Call me a shit parent but I think as long as there isn't lines of cocaine, sharp knives and wild lions hanging around, a normal family home (god forbid one on a council estate) is pretty safe and ordinary. Your dd is 7 and not an idiot, having teenagers and their friends in the house is just part of ordinary family life, she shouldn't be startled and frightened by it.
IME when young children are together they soon forget about whatever spooked them when they first arrive at a friends house, be it a dog, a cat, an older sibling, and quickly relax and get on with playing etc. and also I'd be surprised if the teenagers were in the slightest bit interested in hanging out with some 7 year olds. If you make a big deal about keeping her away from teenagers, she will become more frightened of them.

Oh, and I don't believe fussy eaters should be pandered to, and I am a fussy eater myself.

Seriously chill out, this is PFB if ever I've heard it. You come across paranoid about anything and everything.

SaskiaRembrandtWasFramed · 27/04/2015 17:52

I feel sorry for teenagers. I used to think they got a lot of unfair criticism when I was one, but the idea that they shouldn't be in the vicinity of younger children is bizarre and quite horrible.

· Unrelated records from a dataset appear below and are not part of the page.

//! Brent's root-finding algorithm.

use crate::error::{Bracket, BudgetExhausted};
use crate::limits::SolverBudget;
use crate::solvers::{evaluate, opposite_signs, start, BudgetClock, RootFinder, RootOutcome, Start};
use crate::FinCalcResult;

/// Brent's method: inverse quadratic interpolation and secant steps,
/// falling back to bisection whenever an interpolated step would leave the
/// bracket or shrink it too slowly.
///
/// Keeps the bisection guarantee (the root stays bracketed) with
/// superlinear convergence on smooth objectives such as bond price and NPV
/// curves.
#[derive(Debug, Clone, Copy, Default)]
pub struct Brent;

impl RootFinder for Brent {
    #[allow(clippy::many_single_char_names)]
    fn find_root(
        &self,
        f: &dyn Fn(f64) -> f64,
        bracket: Bracket,
        budget: &SolverBudget,
    ) -> FinCalcResult<RootOutcome> {
        let clock = BudgetClock::start(budget);
        let (f_lo, f_hi) = match start(f, bracket, budget)? {
            Start::Root(outcome) => return Ok(outcome),
            Start::Bracketed { f_lo, f_hi } => (f_lo, f_hi),
        };

        // b is the current best estimate, c the contrapoint (f(b), f(c) of
        // opposite sign), a the previous b.
        let (mut a, mut fa) = (bracket.lo, f_lo);
        let (mut b, mut fb) = (bracket.hi, f_hi);
        let (mut c, mut fc) = (b, fb);
        let mut d = b - a;
        let mut e = d;

        for iteration in 1..=budget.max_iterations {
            if !opposite_signs(fb, fc) {
                c = a;
                fc = fa;
                d = b - a;
                e = d;
            }
            if fc.abs() < fb.abs() {
                a = b;
                b = c;
                c = a;
                fa = fb;
                fb = fc;
                fc = fa;
            }

            let current = Bracket::new(b.min(c), b.max(c));
            if clock.expired() {
                return Ok(stopped(b, fb, iteration - 1, current, BudgetExhausted::TimeBudget));
            }

            let tol1 = 2.0 * f64::EPSILON * b.abs() + 0.5 * budget.tolerance;
            let xm = 0.5 * (c - b);
            if xm.abs() <= tol1 || fb.abs() <= budget.tolerance {
                log::debug!("brent converged to {b} after {iteration} iterations");
                return Ok(RootOutcome {
                    root: b,
                    residual: fb,
                    iterations: iteration,
                    converged: true,
                    exhausted: None,
                    bracket: current,
                });
            }

            if e.abs() >= tol1 && fa.abs() > fb.abs() {
                let s = fb / fa;
                let (mut p, mut q) = if a == c {
                    // secant
                    (2.0 * xm * s, 1.0 - s)
                } else {
                    // inverse quadratic interpolation
                    let q = fa / fc;
                    let r = fb / fc;
                    (
                        s * (2.0 * xm * q * (q - r) - (b - a) * (r - 1.0)),
                        (q - 1.0) * (r - 1.0) * (s - 1.0),
                    )
                };
                if p > 0.0 {
                    q = -q;
                }
                p = p.abs();
                let min1 = 3.0 * xm * q - (tol1 * q).abs();
                let min2 = (e * q).abs();
                if 2.0 * p < min1.min(min2) {
                    e = d;
                    d = p / q;
                } else {
                    d = xm;
                    e = d;
                }
            } else {
                d = xm;
                e = d;
            }

            a = b;
            fa = fb;
            b += if d.abs() > tol1 { d } else { tol1.copysign(xm) };
            fb = evaluate(f, b, iteration, current)?;
        }

        let bracket = Bracket::new(b.min(c), b.max(c));
        Ok(stopped(b, fb, budget.max_iterations, bracket, BudgetExhausted::Iterations))
    }

    fn name(&self) -> &'static str {
        "brent"
    }
}

fn stopped(root: f64, residual: f64, iterations: u32, bracket: Bracket, exhausted: BudgetExhausted) -> RootOutcome {
    log::warn!("brent stopped on {exhausted} after {iterations} iterations, bracket {bracket}");
    RootOutcome {
        root,
        residual,
        iterations,
        converged: false,
        exhausted: Some(exhausted),
        bracket,
    }
}

#[cfg(test)]
mod tests {
    use super::*;
    use crate::solvers::Bisection;
    use approx::assert_relative_eq;

    #[test]
    fn test_cubic() {
        // x^3 - x - 2 has a root near 1.52
        let f = |x: f64| x * x * x - x - 2.0;
        let out = Brent
            .find_root(&f, Bracket::new(1.0, 2.0), &SolverBudget::default())
            .unwrap();
        assert!(out.converged);
        assert_relative_eq!(out.root, 1.521_379_706_804_568, epsilon = 1e-10);
    }

    #[test]
    fn test_sin() {
        let f = |x: f64| x.sin();
        let out = Brent
            .find_root(&f, Bracket::new(3.0, 4.0), &SolverBudget::default())
            .unwrap();
        assert_relative_eq!(out.root, std::f64::consts::PI, epsilon = 1e-10);
    }

    #[test]
    fn test_faster_than_bisection() {
        let f = |x: f64| x * x - 2.0;
        let budget = SolverBudget::default();
        let brent = Brent.find_root(&f, Bracket::new(1.0, 2.0), &budget).unwrap();
        let bisect = Bisection.find_root(&f, Bracket::new(1.0, 2.0), &budget).unwrap();
        assert!(brent.iterations < bisect.iterations);
        assert!(brent.iterations < 20);
    }

    #[test]
    fn test_final_bracket_contains_root() {
        let f = |x: f64| (x - 0.07).powi(3);
        let out = Brent
            .find_root(&f, Bracket::new(-0.5, 1.0), &SolverBudget::default())
            .unwrap();
        assert!(out.converged);
        assert!(out.bracket.lo <= 0.07 + 1e-9 && 0.07 - 1e-9 <= out.bracket.hi);
    }
}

ZingDramaQueenOfSheeba · 27/04/2015 18:03

saskia

I agree with you. DS1 is 13.5 and he is fantastic with younger kids (siblings, cousins & friends).
OP is spewing a lot of bullshit here.
I have anxieties and intrusive thoughts but there's a limit.

BettyCatKitten · 27/04/2015 18:03

Caspian that is awful! My teens know I'd have gone nuclear on them had they behaved in such an irresponsible way towards a child! We regularly had younger nieces and nephews visit and stay with us, they loved playing and fussing over them. They would've been horrified by such antics.

BettyCatKitten · 27/04/2015 18:10

Agree Zing my teens were brilliant with younger ones. A friend of mine regularly asked to borrow my teenage DS to amuse her 2 little ones as they adored him. My son happily obliged and enjoyed their company too!